I am struggling with Rust Polars ...
In Pandas its fairly straight forward ... using Polars in Rust ... is another story;
Here is what I like to do (not working code):
use polars::prelude::*;
fn main() {
let days_data = df!("weekday" => &["Tuesday", "Wednesday", "Thursday", "Friday"],
"date" => &["1900-01-02", "1900-01-03", "1900-01-04", "1900-01-05"]);
let sales_data = df!("sales" => &[1_000u32, 20, 300, 40_000, 555],
"rep" => &["Joe", "Mary", "Robert", "Thomas", "Susanna"],
"date" => &["1900-01-02", "1900-01-03", "1900-01-04", "1900-01-05"]);
// here is what I like to do in pseudo code:
// Q1: How do I iterate over a column ?
for each_date in days_data["date"]{
// Q2 how do I access a specific value in Series/DataFrame?
let sales = sales_data[each_date]["sales"].value;
let rep =sales_data[each_date]["rep"].value;
let weekday = days_data[each_date]["weekday"];
if sales > 10_000 {println!("Nice Job {} and all this on a {}!", rep, weekday)};
}
}
I was looking for a couple days, but was not able o find anything close to a solution ...
CodePudding user response:
You can do it this way, but it's very convoluted and probably not what you want. DataFrames offer you a powerful relational data model and you're not making use of it at all. Instead of manually indexing and checking rows and columns, let the DataFrame do the work for you.
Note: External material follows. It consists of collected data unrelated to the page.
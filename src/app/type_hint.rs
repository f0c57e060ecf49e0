use std::collections::HashSet;

use crate::domain::NativeType;

/// Classes PHP always ships with that a generated setter may type-hint.
const BUILTIN_CLASSES: &[&str] = &["\\DateTime", "\\DateTimeImmutable", "\\DateTimeInterface"];

/// Native type names that resolve to a class, built once at startup.
#[derive(Debug, Clone)]
pub struct TypehintRegistry {
    classes: HashSet<String>,
}

impl TypehintRegistry {
    pub fn new<I, S>(extra: I) -> Self
    where
        I: IntoIterator<Item = S>,
        S: Into<String>,
    {
        let mut classes: HashSet<String> = BUILTIN_CLASSES.iter().map(|c| c.to_string()).collect();
        classes.extend(extra.into_iter().map(|c| normalize_class(c.into())));
        Self { classes }
    }

    pub fn is_known_class(&self, native: &NativeType) -> bool {
        match native {
            NativeType::Class(name) => self.classes.contains(&normalize_class(name.clone())),
            _ => false,
        }
    }
}

impl Default for TypehintRegistry {
    fn default() -> Self {
        Self::new(Vec::<String>::new())
    }
}

fn normalize_class(name: String) -> String {
    if name.starts_with('\\') {
        name
    } else {
        format!("\\{}", name)
    }
}

/// Return type declared on a generated getter.
pub fn native_type_to_display_type(native: &NativeType, nullable: bool) -> String {
    let display = match native {
        NativeType::Integer => "int",
        NativeType::Boolean => "bool",
        other => other.as_str(),
    };

    if !display.is_empty() && nullable {
        format!("?{}", display)
    } else {
        display.to_string()
    }
}
use std::io::Write;

use env_logger::Env;
use log::LevelFilter;

/// Logs go to stderr so rendered source on stdout stays clean. `RUST_LOG` wins
/// over the verbosity flag.
pub fn init(verbose: bool) {
    let default_level = if verbose {
        LevelFilter::Debug
    } else {
        LevelFilter::Warn
    };

    env_logger::Builder::from_env(Env::default().default_filter_or(default_level.as_str()))
        .format(|buf, record| writeln!(buf, "{} {}", record.level(), record.args()))
        .init();
}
The way I would write out the logic of your program (and I'm no DataFrame expert, by the way, so do look into it yourself some more) is more like this:
use polars::prelude::*;
fn main() -> Result<()> {
// Usually, there are five weekdays, so I added the missing one.
let days_data = df!(
"weekday" => &["Monday", "Tuesday", "Wednesday", "Thursday", "Friday"],
"date" => &["1900-01-01", "1900-01-02", "1900-01-03", "1900-01-04", "1900-01-05"])?;
// This DF was wrong. You had one date too few.
let sales_data = df!(
"sales" => &[1_000u32, 20, 300, 40_000, 555],
"rep" => &["Joe", "Mary", "Robert", "Thomas", "Susanna"],
"date" => &["1900-01-01", "1900-01-02", "1900-01-03", "1900-01-04", "1900-01-05"])?;
// First of all, we can join the DFs on the dates, matching up each sale
// with its corresponding weekday:
let joined = sales_data.left_join(&days_data, ["date"], ["date"])?;
// Next up, we create a filter out every row where the sales column is less
// than or equal to 10,000 (it's actually more efficient to first filter
// and then join but optimizations are best left for last):
let filter = joined.column("sales")?.gt(10_000)?;
// Er apply this filter to our joined DF:
let filtered = joined.filter(&filter)?;
// We extract the "rep" and "weekday" columns:
let reps = filtered.column("rep")?.utf8()?;
let weekdays = filtered.column("weekday")?.utf8()?;
// We iterate over both and print out the results:
for (rep, day) in reps.into_iter().zip(weekdays.into_iter()) {
println!(
"Nice Job {} and all this on a {}!",
rep.unwrap(),
day.unwrap()
);
}
Ok(())
}